• PROBLEM STATEMENT
Copy exactly, please, the lines of the data from its start through the line containing "buffer. At most".

[Stored entries]
..........

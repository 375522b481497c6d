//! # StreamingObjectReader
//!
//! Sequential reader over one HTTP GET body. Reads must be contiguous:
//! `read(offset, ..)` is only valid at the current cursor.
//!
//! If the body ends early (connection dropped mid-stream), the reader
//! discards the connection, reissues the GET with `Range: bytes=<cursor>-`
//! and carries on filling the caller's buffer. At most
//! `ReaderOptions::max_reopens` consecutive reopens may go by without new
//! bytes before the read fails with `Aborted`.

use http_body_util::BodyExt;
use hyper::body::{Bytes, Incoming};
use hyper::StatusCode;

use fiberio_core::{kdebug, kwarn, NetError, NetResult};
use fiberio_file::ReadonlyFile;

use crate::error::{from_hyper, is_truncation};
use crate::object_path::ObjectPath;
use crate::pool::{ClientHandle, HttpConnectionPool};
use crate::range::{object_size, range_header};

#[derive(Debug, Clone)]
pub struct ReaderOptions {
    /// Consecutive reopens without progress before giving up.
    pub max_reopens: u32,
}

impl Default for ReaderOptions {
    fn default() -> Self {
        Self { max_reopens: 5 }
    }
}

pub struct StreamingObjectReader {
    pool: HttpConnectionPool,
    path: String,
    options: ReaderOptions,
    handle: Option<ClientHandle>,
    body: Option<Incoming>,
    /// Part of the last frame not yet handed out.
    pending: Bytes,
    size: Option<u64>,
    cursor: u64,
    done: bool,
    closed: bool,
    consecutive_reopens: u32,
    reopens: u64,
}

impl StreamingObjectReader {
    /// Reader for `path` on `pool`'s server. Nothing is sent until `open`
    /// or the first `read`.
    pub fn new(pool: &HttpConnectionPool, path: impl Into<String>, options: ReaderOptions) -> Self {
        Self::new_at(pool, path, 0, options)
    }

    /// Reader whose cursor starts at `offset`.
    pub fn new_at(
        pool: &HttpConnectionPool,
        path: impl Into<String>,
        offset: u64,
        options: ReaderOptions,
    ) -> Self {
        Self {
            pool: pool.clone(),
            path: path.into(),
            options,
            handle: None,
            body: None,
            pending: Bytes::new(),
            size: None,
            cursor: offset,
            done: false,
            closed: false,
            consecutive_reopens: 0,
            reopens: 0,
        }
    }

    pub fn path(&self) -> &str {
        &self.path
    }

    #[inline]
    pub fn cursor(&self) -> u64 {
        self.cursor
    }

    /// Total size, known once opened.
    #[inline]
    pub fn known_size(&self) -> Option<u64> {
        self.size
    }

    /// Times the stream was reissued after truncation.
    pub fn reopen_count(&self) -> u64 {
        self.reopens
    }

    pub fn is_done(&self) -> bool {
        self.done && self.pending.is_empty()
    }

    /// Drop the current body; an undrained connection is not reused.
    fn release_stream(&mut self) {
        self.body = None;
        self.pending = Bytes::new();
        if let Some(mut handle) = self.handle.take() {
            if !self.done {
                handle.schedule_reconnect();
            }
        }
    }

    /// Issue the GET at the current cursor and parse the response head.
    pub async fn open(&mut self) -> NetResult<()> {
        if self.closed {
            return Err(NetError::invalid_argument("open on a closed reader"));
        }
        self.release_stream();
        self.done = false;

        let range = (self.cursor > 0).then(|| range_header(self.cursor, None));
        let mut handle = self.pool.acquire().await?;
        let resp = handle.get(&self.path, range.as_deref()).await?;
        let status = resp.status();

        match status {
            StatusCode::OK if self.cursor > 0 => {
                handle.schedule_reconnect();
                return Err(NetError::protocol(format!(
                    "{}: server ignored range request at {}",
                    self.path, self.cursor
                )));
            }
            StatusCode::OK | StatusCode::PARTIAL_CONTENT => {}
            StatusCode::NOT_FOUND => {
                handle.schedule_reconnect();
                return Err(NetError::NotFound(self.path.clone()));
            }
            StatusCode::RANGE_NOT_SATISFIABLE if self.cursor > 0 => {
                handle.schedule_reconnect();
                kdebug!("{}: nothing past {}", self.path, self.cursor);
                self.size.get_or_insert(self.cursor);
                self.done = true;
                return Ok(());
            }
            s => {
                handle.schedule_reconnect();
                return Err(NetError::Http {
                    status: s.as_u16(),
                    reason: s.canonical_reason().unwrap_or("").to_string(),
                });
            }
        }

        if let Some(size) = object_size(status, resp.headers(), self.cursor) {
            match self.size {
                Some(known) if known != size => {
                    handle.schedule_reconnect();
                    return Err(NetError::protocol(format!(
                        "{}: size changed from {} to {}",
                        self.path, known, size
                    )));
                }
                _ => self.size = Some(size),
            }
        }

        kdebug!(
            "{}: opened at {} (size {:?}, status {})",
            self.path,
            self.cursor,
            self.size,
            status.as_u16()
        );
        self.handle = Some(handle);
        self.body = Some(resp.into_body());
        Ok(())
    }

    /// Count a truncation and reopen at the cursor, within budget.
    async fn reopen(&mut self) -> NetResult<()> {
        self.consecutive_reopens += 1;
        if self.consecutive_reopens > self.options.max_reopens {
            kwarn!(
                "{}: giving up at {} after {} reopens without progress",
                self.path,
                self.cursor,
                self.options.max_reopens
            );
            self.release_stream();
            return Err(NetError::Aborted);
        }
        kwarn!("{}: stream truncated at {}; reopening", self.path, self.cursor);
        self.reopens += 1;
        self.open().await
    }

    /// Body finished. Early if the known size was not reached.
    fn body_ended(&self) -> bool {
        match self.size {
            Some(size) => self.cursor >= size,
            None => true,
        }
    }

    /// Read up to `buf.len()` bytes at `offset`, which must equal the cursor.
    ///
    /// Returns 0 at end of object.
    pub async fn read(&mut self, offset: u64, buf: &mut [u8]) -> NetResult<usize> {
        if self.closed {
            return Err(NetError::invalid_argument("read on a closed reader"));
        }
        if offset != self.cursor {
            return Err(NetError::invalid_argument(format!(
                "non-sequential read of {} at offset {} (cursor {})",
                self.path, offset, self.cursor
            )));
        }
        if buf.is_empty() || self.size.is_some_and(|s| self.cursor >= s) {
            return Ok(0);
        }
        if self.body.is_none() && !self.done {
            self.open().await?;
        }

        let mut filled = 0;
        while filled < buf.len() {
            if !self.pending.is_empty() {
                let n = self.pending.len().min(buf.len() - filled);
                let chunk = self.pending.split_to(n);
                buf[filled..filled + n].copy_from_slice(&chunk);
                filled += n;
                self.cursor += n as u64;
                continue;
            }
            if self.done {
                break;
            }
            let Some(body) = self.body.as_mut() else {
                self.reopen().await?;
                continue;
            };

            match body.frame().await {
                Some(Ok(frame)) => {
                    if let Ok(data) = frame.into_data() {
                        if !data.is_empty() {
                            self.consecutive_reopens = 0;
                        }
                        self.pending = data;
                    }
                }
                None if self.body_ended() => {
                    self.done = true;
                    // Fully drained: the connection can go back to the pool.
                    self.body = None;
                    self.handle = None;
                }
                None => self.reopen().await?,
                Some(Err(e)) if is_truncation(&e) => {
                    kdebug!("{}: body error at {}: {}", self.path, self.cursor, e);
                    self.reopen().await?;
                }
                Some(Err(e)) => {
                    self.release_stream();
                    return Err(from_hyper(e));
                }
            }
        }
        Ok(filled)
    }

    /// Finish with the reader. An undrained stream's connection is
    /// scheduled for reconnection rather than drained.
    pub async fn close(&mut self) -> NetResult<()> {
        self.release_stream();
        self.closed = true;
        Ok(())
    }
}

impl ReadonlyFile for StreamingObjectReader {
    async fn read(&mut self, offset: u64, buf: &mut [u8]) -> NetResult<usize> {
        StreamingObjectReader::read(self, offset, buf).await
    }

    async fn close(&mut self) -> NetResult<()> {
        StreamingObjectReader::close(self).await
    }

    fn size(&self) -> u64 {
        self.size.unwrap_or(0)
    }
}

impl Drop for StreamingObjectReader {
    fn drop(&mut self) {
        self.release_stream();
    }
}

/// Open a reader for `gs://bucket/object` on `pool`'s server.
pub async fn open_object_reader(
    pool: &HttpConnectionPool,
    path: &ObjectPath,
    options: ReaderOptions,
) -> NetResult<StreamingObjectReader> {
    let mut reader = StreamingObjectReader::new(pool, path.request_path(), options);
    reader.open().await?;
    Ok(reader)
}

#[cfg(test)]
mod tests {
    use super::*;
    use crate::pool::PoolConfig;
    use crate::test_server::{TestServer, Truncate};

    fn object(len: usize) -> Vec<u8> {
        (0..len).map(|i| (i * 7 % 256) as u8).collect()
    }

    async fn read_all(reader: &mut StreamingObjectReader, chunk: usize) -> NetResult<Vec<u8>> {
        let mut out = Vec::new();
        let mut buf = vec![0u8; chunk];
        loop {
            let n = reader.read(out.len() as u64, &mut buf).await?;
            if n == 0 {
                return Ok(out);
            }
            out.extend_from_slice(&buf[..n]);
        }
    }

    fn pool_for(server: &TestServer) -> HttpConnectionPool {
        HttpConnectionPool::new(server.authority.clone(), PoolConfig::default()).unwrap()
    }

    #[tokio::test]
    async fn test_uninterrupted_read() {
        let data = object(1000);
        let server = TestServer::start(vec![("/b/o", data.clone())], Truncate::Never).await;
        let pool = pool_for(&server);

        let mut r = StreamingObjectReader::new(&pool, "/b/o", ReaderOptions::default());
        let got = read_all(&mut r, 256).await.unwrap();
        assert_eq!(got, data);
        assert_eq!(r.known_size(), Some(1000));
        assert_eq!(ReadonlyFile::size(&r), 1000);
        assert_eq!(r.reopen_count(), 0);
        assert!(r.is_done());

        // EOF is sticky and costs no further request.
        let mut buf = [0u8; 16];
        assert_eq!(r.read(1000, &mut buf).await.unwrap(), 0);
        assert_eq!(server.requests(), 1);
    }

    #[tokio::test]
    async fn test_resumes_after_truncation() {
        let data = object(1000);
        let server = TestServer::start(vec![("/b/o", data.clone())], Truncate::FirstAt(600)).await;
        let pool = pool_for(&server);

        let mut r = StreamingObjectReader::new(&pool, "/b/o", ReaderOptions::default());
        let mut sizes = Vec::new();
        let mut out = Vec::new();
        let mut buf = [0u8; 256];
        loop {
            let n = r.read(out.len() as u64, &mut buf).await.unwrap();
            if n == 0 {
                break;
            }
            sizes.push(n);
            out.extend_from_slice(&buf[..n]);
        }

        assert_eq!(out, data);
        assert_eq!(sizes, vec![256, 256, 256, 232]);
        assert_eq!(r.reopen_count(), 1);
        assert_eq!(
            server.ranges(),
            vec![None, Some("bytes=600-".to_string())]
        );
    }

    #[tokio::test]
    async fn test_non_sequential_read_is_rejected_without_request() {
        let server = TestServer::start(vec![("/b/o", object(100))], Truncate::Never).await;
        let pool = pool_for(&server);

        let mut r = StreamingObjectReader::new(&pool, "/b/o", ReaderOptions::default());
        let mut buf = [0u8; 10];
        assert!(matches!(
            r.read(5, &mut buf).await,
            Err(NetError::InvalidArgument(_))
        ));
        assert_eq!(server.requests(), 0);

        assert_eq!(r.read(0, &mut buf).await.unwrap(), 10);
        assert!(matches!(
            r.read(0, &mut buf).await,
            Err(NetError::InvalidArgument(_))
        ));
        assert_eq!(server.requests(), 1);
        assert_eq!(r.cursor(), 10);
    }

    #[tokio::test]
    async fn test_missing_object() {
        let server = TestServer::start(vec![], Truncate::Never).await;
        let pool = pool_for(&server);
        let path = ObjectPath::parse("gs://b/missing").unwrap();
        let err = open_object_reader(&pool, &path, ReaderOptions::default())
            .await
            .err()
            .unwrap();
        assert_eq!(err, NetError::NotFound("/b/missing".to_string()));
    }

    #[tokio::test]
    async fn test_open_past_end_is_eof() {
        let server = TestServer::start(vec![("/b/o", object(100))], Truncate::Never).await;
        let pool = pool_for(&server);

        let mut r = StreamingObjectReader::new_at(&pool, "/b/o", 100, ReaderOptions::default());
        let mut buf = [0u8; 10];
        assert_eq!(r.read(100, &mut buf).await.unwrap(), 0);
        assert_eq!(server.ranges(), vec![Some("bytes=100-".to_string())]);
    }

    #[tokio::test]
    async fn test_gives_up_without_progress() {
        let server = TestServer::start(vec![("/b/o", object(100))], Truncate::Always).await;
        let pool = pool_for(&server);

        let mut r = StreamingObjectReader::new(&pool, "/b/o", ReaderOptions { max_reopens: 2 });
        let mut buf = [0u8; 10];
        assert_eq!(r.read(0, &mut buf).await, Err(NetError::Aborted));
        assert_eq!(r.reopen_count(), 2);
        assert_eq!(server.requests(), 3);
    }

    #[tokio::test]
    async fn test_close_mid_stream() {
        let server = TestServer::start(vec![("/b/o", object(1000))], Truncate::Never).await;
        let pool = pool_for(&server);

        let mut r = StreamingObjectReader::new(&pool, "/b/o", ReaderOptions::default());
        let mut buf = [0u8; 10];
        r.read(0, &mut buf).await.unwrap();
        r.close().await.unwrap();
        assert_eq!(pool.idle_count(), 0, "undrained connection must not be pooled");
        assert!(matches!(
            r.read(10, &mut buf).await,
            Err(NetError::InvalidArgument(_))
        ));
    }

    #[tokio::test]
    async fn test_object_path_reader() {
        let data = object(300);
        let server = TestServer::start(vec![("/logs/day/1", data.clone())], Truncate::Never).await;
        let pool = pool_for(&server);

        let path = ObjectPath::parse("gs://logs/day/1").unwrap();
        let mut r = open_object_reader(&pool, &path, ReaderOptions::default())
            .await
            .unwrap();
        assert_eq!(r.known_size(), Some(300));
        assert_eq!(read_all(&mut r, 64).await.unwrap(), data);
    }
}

..........

• SOLUTION FOR THIS PROBLEM
repository 375522b481497c6d
//! # StreamingObjectReader
//!
//! Sequential reader over one HTTP GET body. Reads must be contiguous:
//! `read(offset, ..)` is only valid at the current cursor.
//!
//! If the body ends early (connection dropped mid-stream), the reader
//! discards the connection, reissues the GET with `Range: bytes=<cursor>-`
//! and carries on filling the caller's buffer. At most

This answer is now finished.